Подошел городничий к двери, приложил ухо к скважине, прислушался…
Спит ревизор!
Гора с плеч…
Ублаготворенный, успокоенный, садится городничий в кресло, впервые за весь этот день, полный тревог и испытаний, вынимает платок отереть лицо и… замечает на платке узелок!
Узелок был зачем-то завязан, а зачем?
И, не спуская глаз с платка, городничий восстанавливает весь день в мельчайших подробностях…
«Все как будто бы сделал? Сделал! А что-то забыл! Что именно?»
И так напряженно думая, держа узелок перед глазами, старый, усталый за день человек клонит голову, клюет носом и наконец засыпает, делаясь при этом необычайно симпатичным, каким-то уютным, домашним…
Такое же обаяние сообщала М. И. Бабанова образу Поленьки из «Доходного места». Пустенькая, недалекая жена идейного юноши Жадова была полна какой-то высшей женственности, величайшей грации и изящества.
Когда она со всей наивностью доказывала Жадову свои «права» на хорошую жизнь, зритель нет-нет, а все-таки подумывал:
«Черт подери, а ведь, действительно, хорошенькой женщине надо быть прилично одетой! Не роскошничать, не излишествовать, но все-таки…»

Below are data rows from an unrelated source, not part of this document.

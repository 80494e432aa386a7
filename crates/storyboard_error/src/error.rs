//! Top-level error wrapper types.

use crate::{ConfigError, EditorError, ExportError, GenerationError, StorageError, WorkflowError};

/// Every error condition a Storyboard operation can surface.
///
/// # Examples
///
/// ```
/// use storyboard_error::{ConfigError, ConfigErrorKind, StoryboardError};
///
/// let config_err = ConfigError::new(ConfigErrorKind::Sources("missing [gemini]".to_string()));
/// let err: StoryboardError = config_err.into();
/// assert!(format!("{}", err).contains("Configuration Error"));
/// ```
#[derive(Debug, derive_more::From, derive_more::Display, derive_more::Error)]
pub enum StoryboardErrorKind {
    /// Configuration error
    #[from(ConfigError)]
    Config(ConfigError),
    /// Multi-step studio operation error
    #[from(WorkflowError)]
    Workflow(WorkflowError),
    /// Project store or persistence error
    #[from(StorageError)]
    Storage(StorageError),
    /// Generation capability error
    #[from(GenerationError)]
    Generation(GenerationError),
    /// Character or scene editing error
    #[from(EditorError)]
    Editor(EditorError),
    /// Asset export error
    #[from(ExportError)]
    Export(ExportError),
}

/// Storyboard error with kind discrimination.
///
/// # Examples
///
/// ```
/// use storyboard_error::{StoryboardResult, WorkflowError, WorkflowErrorKind};
///
/// fn might_fail() -> StoryboardResult<()> {
///     Err(WorkflowError::new(WorkflowErrorKind::MissingStoryIdea("Draft".to_string())))?
/// }
///
/// assert!(might_fail().is_err());
/// ```
#[derive(Debug, derive_more::Display, derive_more::Error)]
#[display("Storyboard Error: {}", _0)]
pub struct StoryboardError(Box<StoryboardErrorKind>);

impl StoryboardError {
    /// Create a new error from a kind.
    pub fn new(kind: StoryboardErrorKind) -> Self {
        Self(Box::new(kind))
    }

    /// Get the error kind.
    pub fn kind(&self) -> &StoryboardErrorKind {
        &self.0
    }

    /// The generation error kind, if this is a generation failure.
    pub fn generation_kind(&self) -> Option<&crate::GenerationErrorKind> {
        match self.kind() {
            StoryboardErrorKind::Generation(e) => Some(&e.kind),
            _ => None,
        }
    }

    /// The storage error kind, if this is a store failure.
    pub fn storage_kind(&self) -> Option<&crate::StorageErrorKind> {
        match self.kind() {
            StoryboardErrorKind::Storage(e) => Some(&e.kind),
            _ => None,
        }
    }

    /// The editor error kind, if this is an editing failure.
    pub fn editor_kind(&self) -> Option<&crate::EditorErrorKind> {
        match self.kind() {
            StoryboardErrorKind::Editor(e) => Some(&e.kind),
            _ => None,
        }
    }

    /// The configuration error kind, if this is a configuration failure.
    pub fn config_kind(&self) -> Option<&crate::ConfigErrorKind> {
        match self.kind() {
            StoryboardErrorKind::Config(e) => Some(&e.kind),
            _ => None,
        }
    }

    /// The workflow error kind, if a studio operation was refused.
    pub fn workflow_kind(&self) -> Option<&crate::WorkflowErrorKind> {
        match self.kind() {
            StoryboardErrorKind::Workflow(e) => Some(&e.kind),
            _ => None,
        }
    }

    /// The export error kind, if this is an export failure.
    pub fn export_kind(&self) -> Option<&crate::ExportErrorKind> {
        match self.kind() {
            StoryboardErrorKind::Export(e) => Some(&e.kind),
            _ => None,
        }
    }
}

// Generic From implementation for any type that converts to StoryboardErrorKind
impl<T> From<T> for StoryboardError
where
    T: Into<StoryboardErrorKind>,
{
    fn from(err: T) -> Self {
        Self::new(err.into())
    }
}

/// Result type for Storyboard operations.
pub type StoryboardResult<T> = std::result::Result<T, StoryboardError>;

И в эту минуту Жадов со всеми своими рацеями казался таким скучным резонером, таким далеким от реальной жизни!
Правда, только на минуту…
И притом целиком за счет бабановского обаяния.
Пауза на театре — великое дело!
Я помню, как Михаил Михайлович Тарханов на протяжении минутной паузы ухитрялся два раза срывать аплодисменты у взыскательной публики общественного просмотра.

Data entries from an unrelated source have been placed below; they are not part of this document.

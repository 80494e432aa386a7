//! Limit configuration.

use serde::{Deserialize, Serialize};

/// Request limits for one driver.
///
/// `None` means unlimited.
///
/// ```toml
/// [limits]
/// rpm = 10
/// max_concurrent = 2
/// ```
#[derive(Debug, Clone, Copy, PartialEq, Eq, Hash, Deserialize, Serialize)]
pub struct LimitConfig {
    /// Requests per minute
    #[serde(default)]
    pub rpm: Option<u32>,

    /// Maximum requests in flight at once
    #[serde(default)]
    pub max_concurrent: Option<u32>,
}

impl Default for LimitConfig {
    fn default() -> Self {
        Self {
            rpm: Some(10),
            max_concurrent: Some(2),
        }
    }
}

impl LimitConfig {
    /// No limits at all.
    pub fn unlimited() -> Self {
        Self {
            rpm: None,
            max_concurrent: None,
        }
    }
}
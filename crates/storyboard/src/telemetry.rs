//! Logging setup for the binary.

use tracing_subscriber::{EnvFilter, layer::SubscriberExt, util::SubscriberInitExt};

/// Default filter when `RUST_LOG` is unset.
pub const DEFAULT_FILTER: &str = "info,storyboard=debug";

/// Initialize console logging.
///
/// Uses `RUST_LOG` when set; `verbose` forces debug level everywhere.
pub fn init_logging(verbose: bool) -> Result<(), Box<dyn std::error::Error + Send + Sync>> {
    let env_filter = if verbose {
        EnvFilter::new("debug")
    } else {
        EnvFilter::try_from_default_env().unwrap_or_else(|_| EnvFilter::new(DEFAULT_FILTER))
    };

    tracing_subscriber::registry()
        .with(env_filter)
        .with(tracing_subscriber::fmt::layer().with_target(false))
        .try_init()?;

    Ok(())
}
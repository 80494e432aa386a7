//! Handling of scene prompts that break the prompt contract.

use serde::{Deserialize, Serialize};

/// What to do when a generated scene prompt omits the style label.
///
/// # Examples
///
/// ```
/// use storyboard_orchestrator::PromptPolicy;
///
/// assert_eq!(PromptPolicy::default(), PromptPolicy::Repair);
/// assert_eq!("strict".parse::<PromptPolicy>().unwrap(), PromptPolicy::Strict);
/// ```
#[derive(
    Debug,
    Clone,
    Copy,
    Default,
    PartialEq,
    Eq,
    Hash,
    Serialize,
    Deserialize,
    strum::Display,
    strum::EnumString,
)]
#[serde(rename_all = "lowercase")]
#[strum(serialize_all = "lowercase", ascii_case_insensitive)]
pub enum PromptPolicy {
    /// Append the style restatement and log a warning
    #[default]
    Repair,
    /// Reject the whole response as malformed
    Strict,
}
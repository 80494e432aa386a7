//! Scene editing.

use storyboard_core::Scene;
use storyboard_editor::{edit_scene_prompt, set_scene_image, set_scene_pending};

fn scenes() -> Vec<Scene> {
    (1..=3)
        .map(|n| Scene {
            id: format!("s{}", n),
            scene_number: n,
            script: format!("Line {}", n),
            visual_prompt: format!("Prompt {}", n),
            duration: "3s".to_string(),
            image_data: None,
            is_generating_image: false,
        })
        .collect()
}

#[test]
fn test_edit_prompt_touches_only_target() {
    let original = scenes();

    let edited = edit_scene_prompt(&original, "s2", "A fox on a hill, Anime style");

    assert_eq!(edited[1].visual_prompt, "A fox on a hill, Anime style");
    assert_eq!(edited[0], original[0]);
    assert_eq!(edited[2], original[2]);
    assert_eq!(original[1].visual_prompt, "Prompt 2");
}

#[test]
fn test_pending_then_image_clears_flag() {
    let pending = set_scene_pending(&scenes(), "s1", true);
    assert!(pending[0].is_generating_image);

    let done = set_scene_image(&pending, "s1", "data:image/png;base64,cG5n");

    assert_eq!(done[0].image_data.as_deref(), Some("data:image/png;base64,cG5n"));
    assert!(!done[0].is_generating_image);
    assert!(done[0].has_image());
}

#[test]
fn test_absent_scene_is_noop() {
    let original = scenes();

    assert_eq!(edit_scene_prompt(&original, "nope", "x"), original);
    assert_eq!(set_scene_image(&original, "nope", "data:image/png;base64,AA=="), original);
    assert_eq!(set_scene_pending(&original, "nope", true), original);
}
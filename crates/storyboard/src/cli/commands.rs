//! CLI command definitions.

use clap::{Args, Parser, Subcommand};
use std::path::PathBuf;
use storyboard_core::{AnimationStyle, VideoType};

/// Storyboard - plan animated videos: story ideas, scene scripts and preview images
#[derive(Parser, Debug)]
#[command(name = "storyboard")]
#[command(about = "Plan animated videos: story ideas, scene scripts and preview images", long_about = None)]
#[command(version)]
pub struct Cli {
    /// Command to execute
    #[command(subcommand)]
    pub command: Commands,

    /// Enable verbose logging
    #[arg(short, long, global = true)]
    pub verbose: bool,
}

/// Available commands
#[derive(Subcommand, Debug)]
pub enum Commands {
    /// Project management commands
    #[command(subcommand)]
    Project(ProjectCommands),

    /// Ask the model for a project suggestion
    Idea {
        /// Topic to base the suggestion on
        #[arg(long)]
        topic: Option<String>,

        /// Create a project from the suggestion
        #[arg(long)]
        apply: bool,
    },

    /// Generate the scene script from the project's story idea
    Script {
        /// Project identifier
        project: String,
    },

    /// Generate preview images
    Preview(PreviewArgs),

    /// Character commands
    #[command(subcommand)]
    Characters(CharacterCommands),

    /// Scene commands
    #[command(subcommand)]
    Scene(SceneCommands),

    /// Export a project's script and images as a zip archive
    Export {
        /// Project identifier
        project: String,

        /// Output directory
        #[arg(long, default_value = ".")]
        out: PathBuf,
    },
}

/// Arguments of the `preview` command
#[derive(Args, Debug)]
pub struct PreviewArgs {
    /// Project identifier
    pub project: String,

    /// Scene identifier
    #[arg(required_unless_present = "all", conflicts_with = "all")]
    pub scene: Option<String>,

    /// Generate previews for every scene
    #[arg(long)]
    pub all: bool,
}

/// Project management subcommands
#[derive(Subcommand, Debug)]
pub enum ProjectCommands {
    /// List projects, newest first
    List,

    /// Show a project with its characters and scenes
    Show {
        /// Project identifier
        project: String,

        /// Print the raw JSON record
        #[arg(long)]
        json: bool,
    },

    /// Create a project
    Create {
        /// Project name
        name: String,

        /// Video format
        #[arg(long = "type", default_value_t = VideoType::Short)]
        video_type: VideoType,

        /// Animation style
        #[arg(long, default_value_t = AnimationStyle::DisneyPixar)]
        style: AnimationStyle,

        /// Story idea
        #[arg(long, default_value = "")]
        idea: String,
    },

    /// Delete a project
    Delete {
        /// Project identifier
        project: String,
    },
}

/// Character subcommands
#[derive(Subcommand, Debug)]
pub enum CharacterCommands {
    /// Append characters from a JSON file
    Import {
        /// Project identifier
        project: String,

        /// File holding `{"characters": [...]}`
        file: PathBuf,
    },

    /// Print characters as importable JSON
    Export {
        /// Project identifier
        project: String,

        /// Write to a file instead of stdout
        #[arg(long)]
        out: Option<PathBuf>,
    },

    /// Add a character
    Add {
        /// Project identifier
        project: String,

        /// Character name
        #[arg(long)]
        name: String,

        /// Who the character is
        #[arg(long)]
        description: String,

        /// Concrete visual features
        #[arg(long)]
        features: String,

        /// Personality notes
        #[arg(long)]
        personality: Option<String>,
    },

    /// Remove a character
    Remove {
        /// Project identifier
        project: String,

        /// Character identifier
        character: String,
    },
}

/// Scene subcommands
#[derive(Subcommand, Debug)]
pub enum SceneCommands {
    /// Replace a scene's visual prompt
    EditPrompt {
        /// Project identifier
        project: String,

        /// Scene identifier
        scene: String,

        /// New visual prompt
        prompt: String,
    },

    /// Clear preview flags left behind by an interrupted run
    ClearPending {
        /// Project identifier
        project: String,
    },
}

В 1932 году шел на сцене МХАТа восстановленный после пятнадцатилетнего перерыва спектакль. «Смерть Пазухина». В первом составе, в 1932 году, Прокофия Пазухина играл Москвин, а Фурначева, статского советника, ханжу и ворюгу — Грибунин, и тогда это был спектакль Москвина. Он играл со всем присущим ему блеском, со всем темпераментом; когда он, в последнем действии, завладев наследством, пускался вприсядку — зал грохотал аплодисментами.

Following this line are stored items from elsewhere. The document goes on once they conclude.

//! The `script.txt` manifest.

use crate::image_file_name;
use storyboard_core::Project;

/// Manifest entry name.
pub const MANIFEST_FILE_NAME: &str = "script.txt";

/// Image line for scenes without a preview.
pub const NO_IMAGE_PLACEHOLDER: &str = "(no image generated)";

/// Render the manifest: project metadata, then every scene in scene-number order.
pub fn manifest(project: &Project) -> String {
    let mut lines = vec![
        format!("Project: {}", project.name),
        format!("Type: {}", project.video_type),
        format!("Style: {}", project.style.label()),
        format!("Story idea: {}", project.story_idea.trim()),
        String::new(),
        "Characters:".to_string(),
    ];
    if project.characters.is_empty() {
        lines.push("(none)".to_string());
    }
    lines.extend(project.characters.iter().map(|c| c.directive_line()));

    for scene in project.scenes_in_order() {
        let image = if scene.has_image() {
            image_file_name(scene.scene_number)
        } else {
            NO_IMAGE_PLACEHOLDER.to_string()
        };

        lines.push(String::new());
        lines.push(format!("Scene {} ({})", scene.scene_number, scene.duration));
        lines.push(format!("Script: {}", scene.script));
        lines.push(format!("Visual prompt: {}", scene.visual_prompt));
        lines.push(format!("Image: {}", image));
    }

    let mut out = lines.join("\n");
    out.push('\n');
    out
}
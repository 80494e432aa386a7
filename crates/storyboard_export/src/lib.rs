//! Asset export for Storyboard projects.
//!
//! A project exports to a single zip archive holding a `script.txt`
//! manifest plus one PNG per scene that has a generated preview.

#![forbid(unsafe_code)]
#![warn(missing_docs)]

mod archive;
mod manifest;
mod naming;

pub use archive::{ExportArchive, export_assets};
pub use manifest::{MANIFEST_FILE_NAME, NO_IMAGE_PLACEHOLDER, manifest};
pub use naming::{archive_file_name, image_file_name};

При возобновлении спектакля Прокофия играл опять-таки Москвин, а Фурначева — Тарханов. Справедливость требует отметить, Москвин играл не хуже прежнего, но царем спектакля был Тарханов.
В стеганом халате на шнуровом пояске, в бархатной ермолке, с елейной улыбкой и пустопорожними речами, сидел в кресле с газетой в руках статский советник, и от образа его разило Фаддеем Булгариным.
У ног его на скамеечке — старикова приживалка Живоедова. Разговор по тексту, был следующий — речь шла о сундуке под кроватью, в котором старик Пазухин деньги держал.
В тексте пьесы ни ремарки, ни подчеркивания нет, но артист находил здесь кульминацию сценического положения. После слов Живоедовой о двух миллионах ему будто кровь ударила в голову, ему становилось нехорошо, дыхание застывало в горле, такой столбняк на него находил, что публика неукоснительно разражалась рукоплесканиями. И в этом состоянии столбняка артист проводил с полминуты, потом переводил дыхание, томным жестом вынимал фуляровый платок, отирал со лба испарину — и тогда шел вторичный вал рукоплесканий.
И тогда только он произносил фразу по тексту:
— Это следовало предполагать… и т. д.